Executive Privilege was established by Washington in the aftermath of the Jay Treaty.  Although there is no mention of such a concept in the Constitution, Washington established it as a bedrock principle.   His argument was on the basis of needing to retain the boundaries between the branches of government – although there is nothing in the Constitution defining this separation of powers.

In addition to setting countless precedents for all future presidents, Washington also created international precedents.  For instance, Washington’s Neutrality Proclamation established a new principle of international law as well as American Constitutional Law.

— namely, the concept of neutrality and the rights of non-participating nations in wartime.   Although rules abounded governing relations between warring nations, the world had ignored the rights of neutrals until George Washington raised the issue.

According to Unger’s footnote, the rest of the world wouldn’t catch up with Washington on this for more than half a century.

Not until 1856, with the Declaration of Paris, would the world’s leading maritime powers agree to codify the rights of neutrals and belligerents on the high seas.  The Hague Conventions of 1908 added further clarifications and codifications of the rights and obligations of neutrals.

If Unger is successful in showing the consequences of Washington’s actions, he is even more so in showing the character behind them.

In a delightful description of Washington standing awkwardly before the Senate asking “Do you advise and consent?” to a trade treaty negotiated with the Creek Indians, neither party knew precisely what to do.  When Congress elected to give it some consideration, Washington left red-faced.
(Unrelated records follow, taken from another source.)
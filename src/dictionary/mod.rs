//! Dictionary index for Hangman solving
//!
//! Holds the full word list and answers length queries. The embedded list is
//! compiled into the binary; custom lists can be loaded from a file.

mod embedded;
pub mod loader;

pub use embedded::{DICTIONARY, DICTIONARY_COUNT};

use crate::core::Word;

/// The loaded word list, queryable by word length
#[derive(Debug, Clone)]
pub struct DictionaryIndex {
    words: Vec<Word>,
}

impl DictionaryIndex {
    /// Build an index over an already-loaded word list
    #[must_use]
    pub const fn new(words: Vec<Word>) -> Self {
        Self { words }
    }

    /// Build an index over the embedded dictionary
    #[must_use]
    pub fn embedded() -> Self {
        Self::new(loader::words_from_slice(DICTIONARY))
    }

    /// All words in the backing list
    #[must_use]
    pub fn words(&self) -> &[Word] {
        &self.words
    }

    /// Number of words in the backing list
    #[must_use]
    pub fn len(&self) -> usize {
        self.words.len()
    }

    /// Whether the backing list is empty
    #[must_use]
    pub fn is_empty(&self) -> bool {
        self.words.is_empty()
    }

    /// All words of exactly length `n`, preserving original order
    ///
    /// The backing list is not modified; the result is an independent pool.
    #[must_use]
    pub fn words_of_length(&self, n: usize) -> Vec<Word> {
        self.words.iter().filter(|w| w.len() == n).cloned().collect()
    }
}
Rather than waiting for the Senate’s committee “to determine the mode of communication between the President and the Senate on Treaties and Nominations,” Washington resolved the issue himself.
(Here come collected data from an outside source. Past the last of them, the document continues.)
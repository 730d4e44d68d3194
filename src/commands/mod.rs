//! Command implementations

pub mod analyze;
pub mod benchmark;
pub mod play;
pub mod solve;
pub mod test_all;

pub use analyze::{AnalysisResult, LetterRank, analyze_length};
pub use benchmark::{BenchmarkResult, run_benchmark, sample_targets};
pub use play::run_play;
pub use solve::{SolveConfig, SolveResult, solve_word};
pub use test_all::{TestAllStatistics, print_test_all_statistics, run_test_all};
//! Embedded dictionary
//!
//! Word list compiled into the binary at build time.

// Include generated word list from build script
include!(concat!(env!("OUT_DIR"), "/dictionary.rs"));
“… resolving to remove certain executive functions from the legislature’s control. “

Washington figured the executive could negotiate the treaties and the Senate could decide whether or not to ratify them.  But they certainly weren’t going to be involved prior to that.   The same would be true for presidential nominations.  Washington’s laconic statement is worth quoting.

“It could be no pleasing thing, I conceive,” Washington scolded the Senate, “for the President to … hear the propriety of his nominations questioned …. As the President has a right to nominate without assigning his reasons, so has the Senate a right to dissent, without giving there’s.”

In other words, take it or leave it.

Mr. President depicts a Washington who,

… from the moment he took office in the spring of 1789, … he had been obsessed with establishing the President as “a supreme power to govern the concerns of a confederated republic.”  Fearing anarchy, disunion, and an end to American Freedom, if he failed to act decisively, he transformed himself — and the presidency — from a relatively impotent figurehead into America’s most powerful leader, creating what modern scholars have called the “imperial presidency.”

Unger clearly illustrates how the first Executive addressed as Mr. President, transformed the office in ways that have consequences even today.

 

 

 

 

 

 

Anthony_Wayne *Unger relates how “Mad” Anthony Wayne achieved victory over the British-supported Indians by pausing to learn about them before engaging with them.  These indians were holed up in a wooden fort in the wilderness, waiting for Wayne to engage.  Despite his eccentricity, Wayne was a smart guy.    He discovered that the Indians he was fighting always fasted before a battle.   So, he encamped several miles away and waited … and waited …After 4 days, the Indians in the fort were weakened from hunger and a large number of them left to go hunting for food.  It was at this point that Wayne attacked, took the fort, and renamed it Fort Wayne!